[Data provided]
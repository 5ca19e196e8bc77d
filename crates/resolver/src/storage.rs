//! Named record-set persistence.
//!
//! A set is an ordered list of JSON records addressed by name. Reads never
//! fail: a missing, empty or malformed set is an empty list. Writes report
//! every failure.
//!
//! [`SetStore::update_set`] is the only way to change a set in place. On
//! disk it holds an exclusive advisory lock on `<dir>/.<name>.lock` for the
//! whole load-edit-save, so separate processes sharing a data directory
//! never overwrite each other's appends.

use faqgate_core::{AppError, AppResult};
use serde_json::Value;
use std::collections::HashMap;
use std::fs::{self, File, OpenOptions};
use std::io::Write;
use std::path::{Path, PathBuf};
use std::sync::RwLock;

/// Read-only base entries shipped with the deployment.
pub const BASE_SET: &str = "faq";

/// Entries added by generation and admin curation.
pub const CURATED_SET: &str = "faq_custom";

/// Questions awaiting an admin answer.
pub const PENDING_SET: &str = "pending";

/// Storage backend for named record sets.
pub trait SetStore: Send + Sync {
    /// Load a set; anything unreadable loads as empty.
    fn load_set(&self, name: &str) -> Vec<Value>;

    /// Replace a set's contents durably.
    fn save_set(&self, name: &str, records: &[Value]) -> AppResult<()>;

    /// Load, edit and save a set as one exclusive step.
    ///
    /// `edit` returns whether it changed the records; nothing is written
    /// when it did not.
    fn update_set(&self, name: &str, edit: &mut dyn FnMut(&mut Vec<Value>) -> bool)
        -> AppResult<()>;
}

/// Stores each set as a pretty-printed JSON array in `<dir>/<name>.json`.
#[derive(Debug, Clone)]
pub struct JsonFileStore {
    dir: PathBuf,
}

impl JsonFileStore {
    /// Open a store rooted at `dir`, creating the directory and any missing
    /// set file as an empty array.
    pub fn open(dir: impl Into<PathBuf>) -> AppResult<Self> {
        let dir = dir.into();
        fs::create_dir_all(&dir).map_err(|e| {
            AppError::Storage(format!("Failed to create data directory {:?}: {}", dir, e))
        })?;

        let store = Self { dir };
        for name in [BASE_SET, CURATED_SET, PENDING_SET] {
            let path = store.set_path(name);
            if !path.exists() {
                store.save_set(name, &[])?;
                tracing::debug!("Initialized empty set at {:?}", path);
            }
        }

        Ok(store)
    }

    pub fn dir(&self) -> &Path {
        &self.dir
    }

    /// Path of the file backing a set.
    pub fn set_path(&self, name: &str) -> PathBuf {
        self.dir.join(format!("{}.json", name))
    }

    fn lock_path(&self, name: &str) -> PathBuf {
        self.dir.join(format!(".{}.lock", name))
    }

    fn open_lock_file(&self, name: &str) -> AppResult<File> {
        let path = self.lock_path(name);
        OpenOptions::new()
            .create(true)
            .truncate(false)
            .write(true)
            .open(&path)
            .map_err(|e| AppError::Storage(format!("Failed to open lock file {:?}: {}", path, e)))
    }
}

impl SetStore for JsonFileStore {
    fn load_set(&self, name: &str) -> Vec<Value> {
        let path = self.set_path(name);

        let content = match fs::read_to_string(&path) {
            Ok(content) => content,
            Err(e) if e.kind() == std::io::ErrorKind::NotFound => return Vec::new(),
            Err(e) => {
                tracing::warn!("Failed to read set {:?}, treating as empty: {}", path, e);
                return Vec::new();
            }
        };

        if content.trim().is_empty() {
            return Vec::new();
        }

        match serde_json::from_str::<Vec<Value>>(&content) {
            Ok(records) => records,
            Err(e) => {
                tracing::warn!("Corrupted set {:?}, treating as empty: {}", path, e);
                Vec::new()
            }
        }
    }

    fn save_set(&self, name: &str, records: &[Value]) -> AppResult<()> {
        let path = self.set_path(name);
        let json = serde_json::to_string_pretty(records)?;

        // Each writer gets its own temp file; persisting renames it over the
        // set so readers never see a partial write
        let mut tmp = tempfile::NamedTempFile::new_in(&self.dir).map_err(|e| {
            AppError::Storage(format!("Failed to create temp file in {:?}: {}", self.dir, e))
        })?;
        tmp.write_all(json.as_bytes())
            .and_then(|_| tmp.as_file().sync_all())
            .map_err(|e| AppError::Storage(format!("Failed to write set '{}': {}", name, e)))?;
        tmp.persist(&path).map_err(|e| {
            AppError::Storage(format!("Failed to replace {:?}: {}", path, e.error))
        })?;

        tracing::debug!("Saved {} records to {:?}", records.len(), path);
        Ok(())
    }

    fn update_set(
        &self,
        name: &str,
        edit: &mut dyn FnMut(&mut Vec<Value>) -> bool,
    ) -> AppResult<()> {
        let mut lock = fd_lock::RwLock::new(self.open_lock_file(name)?);
        let _guard = lock.write().map_err(|e| {
            AppError::Storage(format!("Failed to lock set '{}': {}", name, e))
        })?;

        let mut records = self.load_set(name);
        if edit(&mut records) {
            self.save_set(name, &records)?;
        }
        Ok(())
    }
}

/// Keeps sets in memory; nothing survives the process.
#[derive(Debug, Default)]
pub struct MemoryStore {
    sets: RwLock<HashMap<String, Vec<Value>>>,
}

impl MemoryStore {
    pub fn new() -> Self {
        Self::default()
    }

    /// Seed a store with initial sets.
    pub fn with_sets(sets: impl IntoIterator<Item = (String, Vec<Value>)>) -> Self {
        Self {
            sets: RwLock::new(sets.into_iter().collect()),
        }
    }
}

impl SetStore for MemoryStore {
    fn load_set(&self, name: &str) -> Vec<Value> {
        match self.sets.read() {
            Ok(sets) => sets.get(name).cloned().unwrap_or_default(),
            Err(_) => {
                tracing::warn!("Memory store lock poisoned, treating set '{}' as empty", name);
                Vec::new()
            }
        }
    }

    fn save_set(&self, name: &str, records: &[Value]) -> AppResult<()> {
        let mut sets = self
            .sets
            .write()
            .map_err(|_| AppError::Storage("Memory store lock poisoned".to_string()))?;
        sets.insert(name.to_string(), records.to_vec());
        Ok(())
    }

    fn update_set(
        &self,
        name: &str,
        edit: &mut dyn FnMut(&mut Vec<Value>) -> bool,
    ) -> AppResult<()> {
        let mut sets = self
            .sets
            .write()
            .map_err(|_| AppError::Storage("Memory store lock poisoned".to_string()))?;
        let records = sets.entry(name.to_string()).or_default();
        edit(records);
        Ok(())
    }
}

#[cfg(test)]
mod tests {
    use super::*;
    use serde_json::json;
    use tempfile::TempDir;

    #[test]
    fn test_open_initializes_missing_sets() {
        let temp = TempDir::new().unwrap();
        let store = JsonFileStore::open(temp.path().join("data")).unwrap();

        for name in [BASE_SET, CURATED_SET, PENDING_SET] {
            let content = fs::read_to_string(store.set_path(name)).unwrap();
            assert_eq!(content.trim(), "[]");
        }
    }

    #[test]
    fn test_open_keeps_existing_sets() {
        let temp = TempDir::new().unwrap();
        fs::write(
            temp.path().join("faq.json"),
            r#"[{"question":"q","answer":"a"}]"#,
        )
        .unwrap();

        let store = JsonFileStore::open(temp.path()).unwrap();
        assert_eq!(store.load_set(BASE_SET).len(), 1);
    }

    #[test]
    fn test_save_and_load() {
        let temp = TempDir::new().unwrap();
        let store = JsonFileStore::open(temp.path()).unwrap();

        let records = vec![json!({"question": "Où est le menu ?", "answer": "En haut."})];
        store.save_set(CURATED_SET, &records).unwrap();

        assert_eq!(store.load_set(CURATED_SET), records);
        let raw = fs::read_to_string(store.set_path(CURATED_SET)).unwrap();
        assert!(raw.contains("Où est le menu ?"), "UTF-8 must be written unescaped");
    }

    #[test]
    fn test_corrupted_and_empty_files_load_as_empty() {
        let temp = TempDir::new().unwrap();
        let store = JsonFileStore::open(temp.path()).unwrap();

        fs::write(store.set_path(PENDING_SET), "{ not json").unwrap();
        assert!(store.load_set(PENDING_SET).is_empty());

        fs::write(store.set_path(PENDING_SET), "   \n").unwrap();
        assert!(store.load_set(PENDING_SET).is_empty());

        fs::write(store.set_path(PENDING_SET), r#"{"question":"not an array"}"#).unwrap();
        assert!(store.load_set(PENDING_SET).is_empty());
    }

    #[test]
    fn test_missing_file_loads_as_empty() {
        let temp = TempDir::new().unwrap();
        let store = JsonFileStore::open(temp.path()).unwrap();
        assert!(store.load_set("does_not_exist").is_empty());
    }

    #[test]
    fn test_saves_leave_no_temp_files() {
        let temp = TempDir::new().unwrap();
        let store = JsonFileStore::open(temp.path()).unwrap();

        store.save_set(CURATED_SET, &[json!({"question": "q"})]).unwrap();
        store
            .update_set(PENDING_SET, &mut |records: &mut Vec<Value>| {
                records.push(json!({"question": "p"}));
                true
            })
            .unwrap();

        let stray: Vec<_> = fs::read_dir(temp.path())
            .unwrap()
            .map(|e| e.unwrap().file_name().to_string_lossy().into_owned())
            .filter(|name| !name.ends_with(".json") && !name.ends_with(".lock"))
            .collect();
        assert!(stray.is_empty(), "unexpected files: {:?}", stray);
    }

    #[test]
    fn test_unchanged_update_does_not_write() {
        let temp = TempDir::new().unwrap();
        let store = JsonFileStore::open(temp.path()).unwrap();
        fs::write(store.set_path(PENDING_SET), "{ not json").unwrap();

        store.update_set(PENDING_SET, &mut |_: &mut Vec<Value>| false).unwrap();

        let raw = fs::read_to_string(store.set_path(PENDING_SET)).unwrap();
        assert_eq!(raw, "{ not json");
    }

    #[test]
    fn test_updates_from_separate_stores_are_all_kept() {
        const WRITERS: usize = 4;
        const APPENDS: usize = 25;

        let temp = TempDir::new().unwrap();
        JsonFileStore::open(temp.path()).unwrap();

        let handles: Vec<_> = (0..WRITERS)
            .map(|writer| {
                let dir = temp.path().to_path_buf();
                std::thread::spawn(move || {
                    // Own store per thread, as a separate CLI process would have
                    let store = JsonFileStore::open(dir).unwrap();
                    for i in 0..APPENDS {
                        store
                            .update_set(CURATED_SET, &mut |records: &mut Vec<Value>| {
                                records.push(json!({"writer": writer, "i": i}));
                                true
                            })
                            .unwrap();
                    }
                })
            })
            .collect();
        for handle in handles {
            handle.join().unwrap();
        }

        let store = JsonFileStore::open(temp.path()).unwrap();
        assert_eq!(store.load_set(CURATED_SET).len(), WRITERS * APPENDS);
    }

    #[test]
    fn test_memory_store() {
        let store = MemoryStore::with_sets([(BASE_SET.to_string(), vec![json!({"a": 1})])]);
        assert_eq!(store.load_set(BASE_SET).len(), 1);
        assert!(store.load_set(PENDING_SET).is_empty());

        store.save_set(PENDING_SET, &[json!({"b": 2})]).unwrap();
        assert_eq!(store.load_set(PENDING_SET), vec![json!({"b": 2})]);
    }
}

[Work instructions] The range runs from the line above containing "let json = serde_json::to_string_pretty(records)?;" to the line containing "to write set", inclusive. Restate those lines word for word and no others.

[Output of the exercise]
        let json = serde_json::to_string_pretty(records)?;

        // Each writer gets its own temp file; persisting renames it over the
        // set so readers never see a partial write
        let mut tmp = tempfile::NamedTempFile::new_in(&self.dir).map_err(|e| {
            AppError::Storage(format!("Failed to create temp file in {:?}: {}", self.dir, e))
        })?;
        tmp.write_all(json.as_bytes())
            .and_then(|_| tmp.as_file().sync_all())
            .map_err(|e| AppError::Storage(format!("Failed to write set '{}': {}", name, e)))?;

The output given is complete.